Methodology

How predictions are generated and validated

Overview

SgTxGNN uses a dual-method approach combining Knowledge Graph (KG) predictions and Deep Learning (DL) predictions to identify drug repurposing candidates. Predictions validated by both methods (KG+DL) have higher confidence.

Prediction Pipeline

Step 1: Knowledge Graph Prediction (KG)

The Knowledge Graph method uses TxGNN’s biomedical knowledge graph containing:

17,080 biomedical entities (drugs, diseases, genes, proteins)
80,127 drug-disease relationships
Biological pathway connections

KG predictions identify drugs that share biological pathways or targets with diseases.
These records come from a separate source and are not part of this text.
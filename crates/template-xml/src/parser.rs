//! XML parser built on the `xmlparser` tokenizer.

use crate::ast::{Attribute, Document, Element, Node};
use crate::error::{XmlError, XmlErrorCode, XmlResult};
use crate::uri::{make_uri, XMLNS_NAMESPACE, XML_NAMESPACE};
use smol_str::SmolStr;
use xmlparser::{ElementEnd, StrSpan, Token, Tokenizer};

/// Parse a complete XML document, resolving namespaces.
pub fn parse_document(source: &str) -> XmlResult<Document> {
    let mut parser = Parser::new(source, true);
    parser.run(Tokenizer::from(source))?;
    let root = parser.roots.into_iter().find_map(|node| match node {
        Node::Element(e) => Some(e),
        Node::Text(_) => None,
    });
    match root {
        Some(root) => Ok(Document::new(root)),
        None => Err(XmlError::at(
            source,
            source.len(),
            "Document has no root element",
            XmlErrorCode::MissingRoot,
        )),
    }
}

/// Parse markup with any number of top-level nodes.
///
/// Namespace declarations are not interpreted: element and attribute URIs
/// are their qualified names.
pub fn parse_fragment(source: &str) -> XmlResult<Vec<Node>> {
    let mut parser = Parser::new(source, false);
    parser.run(Tokenizer::from_fragment(source, 0..source.len()))?;
    Ok(parser.roots)
}

/// An element whose start tag is still being read.
struct PendingElement<'a> {
    prefix: &'a str,
    local: &'a str,
    start: usize,
    attributes: Vec<(&'a str, &'a str, String)>,
}

/// An open element and the number of namespace bindings it declared.
struct OpenElement {
    element: Element,
    bindings: usize,
}

struct Parser<'a> {
    source: &'a str,
    resolve: bool,
    pending: Option<PendingElement<'a>>,
    stack: Vec<OpenElement>,
    /// In-scope `(prefix, namespace)` bindings, innermost last.
    bindings: Vec<(SmolStr, SmolStr)>,
    roots: Vec<Node>,
}

impl<'a> Parser<'a> {
    fn new(source: &'a str, resolve: bool) -> Self {
        Self {
            source,
            resolve,
            pending: None,
            stack: Vec::new(),
            bindings: Vec::new(),
            roots: Vec::new(),
        }
    }

    fn run(&mut self, tokenizer: Tokenizer<'a>) -> XmlResult<()> {
        for token in tokenizer {
            match token.map_err(XmlError::syntax)? {
                Token::ElementStart { prefix, local, span } => {
                    self.pending = Some(PendingElement {
                        prefix: prefix.as_str(),
                        local: local.as_str(),
                        start: span.start(),
                        attributes: Vec::new(),
                    });
                }
                Token::Attribute {
                    prefix,
                    local,
                    value,
                    ..
                } => {
                    let decoded = self.unescape(value)?;
                    if let Some(pending) = self.pending.as_mut() {
                        pending
                            .attributes
                            .push((prefix.as_str(), local.as_str(), decoded));
                    }
                }
                Token::ElementEnd { end, span } => self.element_end(end, span)?,
                Token::Text { text } => {
                    let decoded = self.unescape(text)?;
                    self.push_text(decoded);
                }
                Token::Cdata { text, .. } => self.push_text(text.as_str().to_string()),
                _ => {}
            }
        }

        if let Some(open) = self.stack.last() {
            return Err(XmlError::at(
                self.source,
                self.source.len(),
                format!("Unclosed element <{}>", open.element.qname),
                XmlErrorCode::UnclosedElement,
            ));
        }
        Ok(())
    }

    fn element_end(&mut self, end: ElementEnd<'a>, span: StrSpan<'a>) -> XmlResult<()> {
        match end {
            ElementEnd::Open => {
                let open = self.open_pending()?;
                self.stack.push(open);
            }
            ElementEnd::Empty => {
                let open = self.open_pending()?;
                self.close(open);
            }
            ElementEnd::Close(prefix, local) => {
                let qname = qualified_name(prefix.as_str(), local.as_str());
                let Some(open) = self.stack.pop() else {
                    return Err(XmlError::at(
                        self.source,
                        span.start(),
                        format!("Unexpected close tag </{}>", qname),
                        XmlErrorCode::MismatchedTag,
                    ));
                };
                if open.element.qname != qname {
                    return Err(XmlError::at(
                        self.source,
                        span.start(),
                        format!(
                            "Expected </{}>, found </{}>",
                            open.element.qname, qname
                        ),
                        XmlErrorCode::MismatchedTag,
                    ));
                }
                self.close(open);
            }
        }
        Ok(())
    }

    /// Turn the pending start tag into an element, binding its namespaces.
    fn open_pending(&mut self) -> XmlResult<OpenElement> {
        let Some(pending) = self.pending.take() else {
            return Err(XmlError::at(
                self.source,
                0,
                "Element end without start",
                XmlErrorCode::Syntax,
            ));
        };

        let mut bindings = 0;
        if self.resolve {
            for (prefix, local, value) in &pending.attributes {
                let declared = match (*prefix, *local) {
                    ("", "xmlns") => Some(""),
                    ("xmlns", local) => Some(local),
                    _ => None,
                };
                if let Some(declared) = declared {
                    self.bindings
                        .push((SmolStr::new(declared), SmolStr::new(value)));
                    bindings += 1;
                }
            }
        }

        let qname = qualified_name(pending.prefix, pending.local);
        let uri = if self.resolve {
            let ns = self.lookup(pending.prefix, pending.start)?;
            make_uri(ns.as_deref(), pending.local)
        } else {
            qname.clone()
        };

        let mut element = Element::with_uri(uri, qname);
        for (prefix, local, value) in pending.attributes {
            let qname = qualified_name(prefix, local);
            let uri = if !self.resolve {
                qname.clone()
            } else if prefix == "xmlns" || (prefix.is_empty() && local == "xmlns") {
                make_uri(Some(XMLNS_NAMESPACE), local)
            } else if prefix.is_empty() {
                SmolStr::new(local)
            } else {
                let ns = self.lookup(prefix, pending.start)?;
                make_uri(ns.as_deref(), local)
            };
            element.push_attribute(Attribute { uri, qname, value });
        }

        Ok(OpenElement { element, bindings })
    }

    /// Resolve a prefix against the bindings in scope.
    fn lookup(&self, prefix: &str, offset: usize) -> XmlResult<Option<SmolStr>> {
        if prefix == "xml" {
            return Ok(Some(SmolStr::new(XML_NAMESPACE)));
        }
        let found = self
            .bindings
            .iter()
            .rev()
            .find(|(bound, _)| bound == prefix)
            .map(|(_, ns)| ns.clone());
        match found {
            Some(ns) if ns.is_empty() => Ok(None),
            Some(ns) => Ok(Some(ns)),
            None if prefix.is_empty() => Ok(None),
            None => Err(XmlError::at(
                self.source,
                offset,
                format!("Unbound namespace prefix '{}'", prefix),
                XmlErrorCode::UnboundPrefix,
            )),
        }
    }

    fn close(&mut self, open: OpenElement) {
        let len = self.bindings.len();
        self.bindings.truncate(len - open.bindings);
        self.push_node(Node::Element(open.element));
    }

    fn push_text(&mut self, text: String) {
        if text.is_empty() {
            return;
        }
        if self.stack.is_empty() && self.resolve && text.trim().is_empty() {
            return;
        }
        self.push_node(Node::Text(text));
    }

    fn push_node(&mut self, node: Node) {
        match self.stack.last_mut() {
            Some(parent) => parent.element.push_child(node),
            None => match (self.roots.last_mut(), node) {
                (Some(Node::Text(last)), Node::Text(text)) => last.push_str(&text),
                (_, node) => self.roots.push(node),
            },
        }
    }

    fn unescape(&self, span: StrSpan<'a>) -> XmlResult<String> {
        unescape(span.as_str()).map_err(|(offset, reference)| {
            XmlError::at(
                self.source,
                span.start() + offset,
                format!("Invalid entity reference '&{};'", reference),
                XmlErrorCode::InvalidEntity,
            )
        })
    }
}

fn qualified_name(prefix: &str, local: &str) -> SmolStr {
    if prefix.is_empty() {
        SmolStr::new(local)
    } else {
        SmolStr::from(format!("{}:{}", prefix, local))
    }
}

/// Decode entity and character references.
///
/// On failure returns the offset of the `&` and the reference text.
fn unescape(raw: &str) -> Result<String, (usize, String)> {
    if !raw.contains('&') {
        return Ok(raw.to_string());
    }

    let mut out = String::with_capacity(raw.len());
    let mut rest = raw;
    let mut offset = 0;
    while let Some(amp) = rest.find('&') {
        out.push_str(&rest[..amp]);
        let after = &rest[amp + 1..];
        let Some(semi) = after.find(';') else {
            return Err((offset + amp, after.to_string()));
        };
        let reference = &after[..semi];
        let decoded = match reference {
            "amp" => Some('&'),
            "lt" => Some('<'),
            "gt" => Some('>'),
            "quot" => Some('"'),
            "apos" => Some('\''),
            _ => reference.strip_prefix('#').and_then(|code| {
                let value = match code.strip_prefix('x') {
                    Some(hex) => u32::from_str_radix(hex, 16).ok(),
                    None => code.parse::<u32>().ok(),
                };
                value.and_then(char::from_u32)
            }),
        };
        match decoded {
            Some(ch) => out.push(ch),
            None => return Err((offset + amp, reference.to_string())),
        }
        let consumed = amp + 1 + semi + 1;
        offset += consumed;
        rest = &rest[consumed..];
    }
    out.push_str(rest);
    Ok(out)
}

#[cfg(test)]
mod tests {
    use super::*;
    use pretty_assertions::assert_eq;

    const NS: &str = "http://www.adnotatio.org/ns/templates#";

    #[test]
    fn test_resolves_namespaces() {
        let doc = parse_document(
            r#"<t:templates xmlns:t="http://www.adnotatio.org/ns/templates#" xmlns="http://www.w3.org/1999/xhtml">
                <t:template t:name="login" class="c"><div/></t:template>
            </t:templates>"#,
        )
        .unwrap();
        assert_eq!(doc.root.uri, format!("{}templates", NS));
        assert_eq!(doc.root.qname, "t:templates");

        let template = doc.root.elements().next().unwrap();
        assert_eq!(template.attribute(&format!("{}name", NS)), Some("login"));
        assert_eq!(template.attribute("class"), Some("c"));

        let div = template.elements().next().unwrap();
        assert_eq!(div.uri, "http://www.w3.org/1999/xhtml#div");
        assert_eq!(div.qname, "div");
    }

    #[test]
    fn test_xmlns_declarations_are_kept() {
        let doc = parse_document(r#"<a xmlns:p="urn:p" p:x="1"/>"#).unwrap();
        let uris: Vec<&str> = doc.root.attributes.iter().map(|a| a.uri.as_str()).collect();
        assert_eq!(uris, vec!["http://www.w3.org/2000/xmlns/p", "urn:p#x"]);
        assert_eq!(doc.root.attributes[0].qname, "xmlns:p");
    }

    #[test]
    fn test_scope_ends_with_element() {
        let err = parse_document(r#"<a><b xmlns:p="urn:p"/><p:c/></a>"#).unwrap_err();
        assert_eq!(err.code, XmlErrorCode::UnboundPrefix);
    }

    #[test]
    fn test_decodes_references() {
        let doc = parse_document("<a v='&lt;&#65;&#x42;'>x &amp; y<![CDATA[ <z> ]]></a>").unwrap();
        assert_eq!(doc.root.attribute("v"), Some("<AB"));
        assert_eq!(doc.root.children, vec![Node::Text("x & y <z> ".into())]);
    }

    #[test]
    fn test_invalid_entity() {
        let err = parse_document("<a>&nope;</a>").unwrap_err();
        assert_eq!(err.code, XmlErrorCode::InvalidEntity);
        assert_eq!((err.line, err.column), (1, 4));
    }

    #[test]
    fn test_mismatched_tag() {
        let err = parse_document("<a>\n<b></c></a>").unwrap_err();
        assert_eq!(err.code, XmlErrorCode::MismatchedTag);
        assert_eq!(err.line, 2);
    }

    #[test]
    fn test_comments_are_dropped() {
        let doc = parse_document("<?xml version='1.0'?><!-- c --><a><!-- d -->x</a>").unwrap();
        assert_eq!(doc.root.text(), "x");
        assert_eq!(doc.root.children.len(), 1);
    }

    #[test]
    fn test_fragment() {
        let nodes = parse_fragment("a<span id='s'></span>b<p:x/>").unwrap();
        assert_eq!(nodes.len(), 4);
        assert_eq!(nodes[0].as_text(), Some("a"));
        let span = nodes[1].as_element().unwrap();
        assert_eq!(span.attribute("id"), Some("s"));
        assert_eq!(nodes[3].as_element().unwrap().uri, "p:x");
    }

    #[test]
    fn test_fragment_unclosed() {
        let err = parse_fragment("<div>").unwrap_err();
        assert_eq!(err.code, XmlErrorCode::UnclosedElement);
    }
}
Step 2: Deep Learning Prediction (DL)

The Deep Learning method uses TxGNN’s graph neural network model:

Trained on known drug-disease relationships
Learns complex patterns in the knowledge graph
Outputs confidence scores (0.0-1.0) for each drug-disease pair

Step 3: Dual Validation (KG+DL)

Predictions that appear in both KG and DL results are marked as “KG+DL” with higher confidence:

1,217 dual-validated predictions in SgTxGNN
These predictions have convergent evidence from two independent methods

Evidence Classification

L1-L5 Evidence Levels

Level	Definition	Criteria
L1	Multiple Phase 3 RCTs	≥2 completed Phase 3 trials with positive results
L2	Single RCT or Phase 2	1 RCT or ≥2 Phase 2 trials
L3	Observational Studies	Cohort or case-control studies
L4	Preclinical/Mechanistic	In vitro, animal studies, or mechanistic evidence
L5	Prediction Only	AI prediction without clinical evidence

Evidence Sources

Evidence is collected from:

ClinicalTrials.gov - Clinical trial registry
PubMed - Biomedical literature
DrugBank - Drug mechanism and interaction data
Singapore HSA - Local registration status

Prediction Quality

Confidence Scores

DL predictions include confidence scores:

>0.99: Very high confidence
0.95-0.99: High confidence
0.90-0.95: Moderate confidence
0.50-0.90: Lower confidence (still above threshold)

Filtering Criteria

All predictions meet these minimum criteria:

DL score ≥ 0.50 (above random chance)
Drug is registered with Singapore HSA
Drug has valid DrugBank mapping

Data Processing

Singapore HSA Data

Drug registration data from data.gov.sg
5,485 registered products processed
Active ingredients mapped to DrugBank IDs
745 unique drugs with successful mapping

TxGNN Integration

DrugBank IDs matched to TxGNN knowledge graph
Predictions generated for all mapped drugs
Results filtered by confidence threshold
Final dataset: 31,543 predictions

Limitations

Model Limitations

TxGNN trained on historical data (may miss recent discoveries)
Some drugs/diseases not in knowledge graph
Predictions are computational hypotheses, not clinical evidence

Data Limitations

HSA data may not include all marketed products
Some ingredient mappings may be imprecise
Evidence collection limited to English literature

Interpretation

L5 predictions require clinical validation
High DL scores don’t guarantee clinical efficacy
Always consult healthcare professionals

Reproducibility

Code & Data

Source code: GitHub
TxGNN model: Harvard Dataverse
HSA data: data.gov.sg

Version Information

Component	Version
TxGNN Model	v1.0 (Nature Medicine 2023)
HSA Data	March 2026
SgTxGNN	v1.0.0

Disclaimer
Predictions are computational hypotheses for research purposes only. Clinical validation is required before any therapeutic application.